Inside, they’re all much the same. Casino still spells casino, and there’s no disguising the fact that a casino is about as sophisticated as a Saturday night in Kings Cross. Within Melbourne’s vast concatenation of interiors there is some jaw-dropping opulence (the huge black marble stair, the chandeliers and waterfalls, the lasers and light shows and artificial fog all choreographed and techno-whizzed by the ex-Star Wars chaps) as well as some downright trash. Throughout, though, is the occasional redeeming encounter with the outside. Sunshine, on a good day. This in itself is startling. And while the wowser might argue psychological damage from child-glimpsed darkened gaming tables during an innocent riverside lunch, any regular three-year-old would go for the outside, easy. And, although the numbers are against us, I’m with the kid. Out there with the water and the light are some fine, strong architecture, acres of Melbourne’s definitive, enviable bluestone paving and a collection of the most engaging waterworks you could hope to see.

The first job of any building half-a-kilometre long is to avoid becoming club bore, on and on and on. Opposing this, though, was the need to give coherence to this new waterside “street”. AIA’s solution to this conundrum has something to teach Sydney too in the way it uses a limited palette of materials – sandstone panels, black granite, stainless steel, opaque glass and gold-anodised aluminium, after Corrigan’s RMIT building – to express both variety and unity, dignity and playfulness, high-mindedness and popular appeal. The baubles and gimcracks, essential to the showbiz quality of the joint, are integrated enough, and ironic enough, to enrich the architecture rather than impoverishing it.

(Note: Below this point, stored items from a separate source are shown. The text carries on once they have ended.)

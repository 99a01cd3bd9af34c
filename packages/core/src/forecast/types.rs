//! Core data types for the forecasting pipeline

use chrono::{DateTime, Utc};
use serde::{Deserialize, Serialize};

use crate::forecast::classifier::Category;

/// Feature column order the scaler was fitted with. Every matrix that
/// crosses the scaler or the model uses this order.
pub const FEATURE_COLUMNS: [&str; 2] = ["volume_out", "volume_in"];

/// Traffic direction as recorded by the counting station.
///
/// The store encodes `0` as outbound and `1` as inbound. Any other code is
/// kept as `Other` so it can be carried through retrieval and ignored when
/// rows are grouped.
#[derive(Debug, Clone, Copy, PartialEq, Eq, Hash, Serialize, Deserialize)]
pub enum Direction {
    Out,
    In,
    Other(i64),
}

impl Direction {
    pub fn from_code(code: i64) -> Self {
        match code {
            0 => Direction::Out,
            1 => Direction::In,
            other => Direction::Other(other),
        }
    }

    pub fn code(self) -> i64 {
        match self {
            Direction::Out => 0,
            Direction::In => 1,
            Direction::Other(code) => code,
        }
    }
}

/// A single count observation as fetched from the record store.
#[derive(Debug, Clone, PartialEq, Serialize, Deserialize)]
pub struct RawRecord {
    pub timestamp: DateTime<Utc>,
    pub direction: Direction,
    pub volume: u64,
    pub location: String,
}

/// Per-direction values in fit order.
///
/// Used for raw volumes, scaled features and model outputs alike so the
/// out/in pairing never depends on a positional index outside this type.
#[derive(Debug, Clone, Copy, PartialEq, Default, Serialize, Deserialize)]
pub struct VolumePair {
    pub volume_out: f64,
    pub volume_in: f64,
}

impl VolumePair {
    pub fn new(volume_out: f64, volume_in: f64) -> Self {
        Self { volume_out, volume_in }
    }

    /// Flatten into a feature row ordered as [`FEATURE_COLUMNS`].
    pub fn to_row(self) -> Vec<f64> {
        vec![self.volume_out, self.volume_in]
    }

    /// Rebuild from a feature row ordered as [`FEATURE_COLUMNS`].
    /// Returns `None` when the row does not have exactly two columns.
    pub fn from_row(row: &[f64]) -> Option<Self> {
        match row {
            [volume_out, volume_in] => Some(Self::new(*volume_out, *volume_in)),
            _ => None,
        }
    }

    pub fn is_finite(&self) -> bool {
        self.volume_out.is_finite() && self.volume_in.is_finite()
    }
}

/// One aggregated time bin.
#[derive(Debug, Clone, PartialEq, Serialize, Deserialize)]
pub struct TimeBinRow {
    pub timestamp: DateTime<Utc>,
    pub volumes: VolumePair,
}

/// The most recent `W` time bins, oldest first.
#[derive(Debug, Clone, PartialEq)]
pub struct FeatureWindow {
    rows: Vec<TimeBinRow>,
}

impl FeatureWindow {
    /// Only the window builder constructs windows, which guarantees the
    /// length and ordering invariants.
    pub(crate) fn new(rows: Vec<TimeBinRow>) -> Self {
        Self { rows }
    }

    pub fn rows(&self) -> &[TimeBinRow] {
        &self.rows
    }

    pub fn len(&self) -> usize {
        self.rows.len()
    }

    pub fn is_empty(&self) -> bool {
        self.rows.is_empty()
    }

    pub fn values(&self) -> Vec<VolumePair> {
        self.rows.iter().map(|row| row.volumes).collect()
    }
}

/// A feature window after normalization.
#[derive(Debug, Clone, PartialEq)]
pub struct ScaledWindow {
    pub steps: Vec<VolumePair>,
}

/// A single normalized model output.
#[derive(Debug, Clone, Copy, PartialEq)]
pub struct ScaledForecast(pub VolumePair);

/// Forecast value for one direction.
#[derive(Debug, Clone, Copy, PartialEq, Serialize, Deserialize)]
pub struct DirectionForecast {
    pub value: f64,
    pub category: Category,
}

/// Result of one pipeline run. Never persisted.
#[derive(Debug, Clone, PartialEq, Serialize, Deserialize)]
pub struct Forecast {
    pub location: String,
    pub volume_in: DirectionForecast,
    pub volume_out: DirectionForecast,
}
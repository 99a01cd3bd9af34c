use axum::{
    body::Body,
    extract::State,
    http::{HeaderValue, StatusCode, header},
    response::{IntoResponse, Response},
    Json,
};
use serde_json::json;

use super::ApiState;

pub async fn health() -> impl IntoResponse {
    Response::builder()
        .status(StatusCode::OK)
        .header(header::CACHE_CONTROL, HeaderValue::from_static("no-store"))
        .body(Body::from("ok"))
        .expect("health response should be valid")
}

/// Report whether the record store answers. Carries no business data.
pub async fn database_health(State(state): State<ApiState>) -> impl IntoResponse {
    match state.store.ping().await {
        Ok(()) => (StatusCode::OK, Json(json!({ "database": "reachable" }))),
        Err(err) => {
            tracing::warn!("Record store health check failed: {}", err);
            (
                StatusCode::SERVICE_UNAVAILABLE,
                Json(json!({ "database": "unreachable" })),
            )
        }
    }
}
//! Capture trace files.
//!
//! Traces use the same JSON layout as the HID capture tool: a vendor and
//! product id in hex and a list of timestamped reports whose bytes are
//! written as space-separated `0xNN` tokens.

use std::path::Path;

use anyhow::{Context, Result, bail};
use serde::{Deserialize, Serialize};
use wedo_hid_protocol::is_wedo;

#[derive(Debug, Clone, PartialEq, Eq, Serialize, Deserialize)]
pub struct CaptureReport {
    pub timestamp_us: u64,
    pub report_id: u8,
    pub data: String,
}

impl CaptureReport {
    pub fn from_bytes(timestamp_us: u64, bytes: &[u8]) -> Self {
        Self {
            timestamp_us,
            report_id: bytes.first().copied().unwrap_or_default(),
            data: format_hex(bytes),
        }
    }

    /// Raw report bytes.
    ///
    /// # Errors
    ///
    /// Returns an error if `data` is not a list of hex bytes.
    pub fn bytes(&self) -> Result<Vec<u8>> {
        parse_hex_bytes(&self.data)
    }
}

#[derive(Debug, Clone, PartialEq, Eq, Serialize, Deserialize)]
pub struct CaptureFile {
    pub vendor_id: String,
    pub product_id: String,
    #[serde(default)]
    pub captures: Vec<CaptureReport>,
}

impl CaptureFile {
    /// # Errors
    ///
    /// Returns an error if the file cannot be read or is not a trace.
    pub fn load(path: &Path) -> Result<Self> {
        let json = std::fs::read_to_string(path)
            .with_context(|| format!("Failed to read trace '{}'", path.display()))?;
        serde_json::from_str(&json)
            .with_context(|| format!("Failed to parse trace '{}'", path.display()))
    }

    /// Returns `true` if the trace was captured from a WeDo hub. Unparseable
    /// ids count as foreign.
    pub fn is_wedo(&self) -> bool {
        match (parse_hex_u16(&self.vendor_id), parse_hex_u16(&self.product_id)) {
            (Ok(vid), Ok(pid)) => is_wedo(vid, pid),
            _ => false,
        }
    }
}

/// Parse `0x0694`, `0X0694` or `0694`.
///
/// # Errors
///
/// Returns a message naming the rejected value.
pub fn parse_hex_u16(s: &str) -> Result<u16, String> {
    let s = s.trim_start_matches("0x").trim_start_matches("0X");
    u16::from_str_radix(s, 16).map_err(|e| format!("invalid hex value '{s}': {e}"))
}

/// Parse whitespace-separated hex bytes, with or without `0x` prefixes.
///
/// # Errors
///
/// Returns an error naming the first token that is not a byte.
pub fn parse_hex_bytes(s: &str) -> Result<Vec<u8>> {
    s.split_whitespace()
        .map(|token| {
            let digits = token.trim_start_matches("0x").trim_start_matches("0X");
            if digits.is_empty() || digits.len() > 2 {
                bail!("invalid hex byte '{token}'");
            }
            u8::from_str_radix(digits, 16).with_context(|| format!("invalid hex byte '{token}'"))
        })
        .collect()
}

pub fn format_hex(bytes: &[u8]) -> String {
    bytes
        .iter()
        .map(|b| format!("0x{b:02X}"))
        .collect::<Vec<_>>()
        .join(" ")
}

#[cfg(test)]
mod tests {
    use super::*;

    #[test]
    fn test_hex_bytes_accept_both_spellings() -> Result<()> {
        assert_eq!(parse_hex_bytes("0x00 A0 0x1f")?, vec![0x00, 0xA0, 0x1F]);
        assert_eq!(parse_hex_bytes("")?, Vec::<u8>::new());
        Ok(())
    }

    #[test]
    fn test_hex_bytes_reject_garbage() {
        assert!(parse_hex_bytes("0x100").is_err());
        assert!(parse_hex_bytes("0xZZ").is_err());
        assert!(parse_hex_bytes("0x").is_err());
    }

    #[test]
    fn test_capture_report_keeps_capture_tool_layout() -> Result<()> {
        let report = CaptureReport::from_bytes(42, &[0x40, 0x96, 0, 38, 0, 0, 0, 0]);
        assert_eq!(report.report_id, 0x40);
        assert_eq!(report.data, "0x40 0x96 0x00 0x26 0x00 0x00 0x00 0x00");

        let value = serde_json::to_value(&report)?;
        assert_eq!(value["timestamp_us"], 42);
        assert_eq!(report.bytes()?.len(), 8);
        Ok(())
    }

    #[test]
    fn test_trace_identity() {
        let file = CaptureFile {
            vendor_id: "0x0694".into(),
            product_id: "0x0003".into(),
            captures: Vec::new(),
        };
        assert!(file.is_wedo());

        let foreign = CaptureFile {
            product_id: "0x0001".into(),
            ..file
        };
        assert!(!foreign.is_wedo());
    }

    #[test]
    fn test_missing_captures_default_to_empty() -> Result<()> {
        let file: CaptureFile =
            serde_json::from_str(r#"{"vendor_id": "0x0694", "product_id": "0x0003"}"#)?;
        assert!(file.captures.is_empty());
        Ok(())
    }
}
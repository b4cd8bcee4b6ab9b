//! Prelude for wedo-hub.
//!
//! Re-exports the types most callers need to build a hub and use its ports.

pub use crate::capability::{MotorHandle, SensorHandle};
pub use crate::config::HubConfig;
pub use crate::error::{HubError, HubResult, RegistryError, TransportError};
pub use crate::hub::Hub;
pub use crate::port::{PortId, PortSnapshot};
pub use crate::registry::{DeviceRegistry, HubFactory, NullRegistry};
pub use crate::sensor::{SensorKind, SensorReading};
pub use crate::transport::Transport;

pub use wedo_hid_protocol::{DeviceCategory, MotorCommand, MotorPolarity, TiltStatus};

The building’s long river frontage is more successful than either end in this regard. At the east end, the very effective curve on the hotel entrance is diminished both by the excess of the interior and the Alexanderplatz-circa-1975 quality of streetscape at that point, while the western (Planet Hollywood) end dissolves into outright trashiness. The glued-on quality of the show stuff at this point is only highlighted by Denton Corker Marshall’s Melbourne Exhibition Centre across the road, combining the haute and the popular with exuberant, indivisible style.

And then there’s the fountains. Designed by WET, a team of ex-Disney engineers out of LA, the fountains are not designated art and are therefore relieved of the burden of meaning, but people of all types and conditions make time just to sit and consider. The works are not well named, but they are a delight to behold. Revelry sends joyous eruptions of water randomly from unsuspecting pavement holes two metres into the sky, as if expressing some subterranean thermal activity, while the eight “brigades” which stand guard up and down the riverbank as water-clad obelisks during the day, transform by night into fabulous fire-breathers, sending great balls of natural gas burning to the heavens. Not surprising, then, that Melbourne’s Southbank promenade, a wasteland five years ago, now streams with humans day and night. There may be a downside: 3,300 new restaurant seats is a lot to add to any city in one hit, and the effect on Lygon Street, South Yarra and the existing Southgate development, already looking saddish, remains to be seen. But as a mix of civilisation and sheer spectacle, this is going to be something for Sydney to beat.

Caption:

Illus: Melbourne’s Southbank … as a mix of civilisation and sheer spectacle, this is going to be something for Sydney to beat.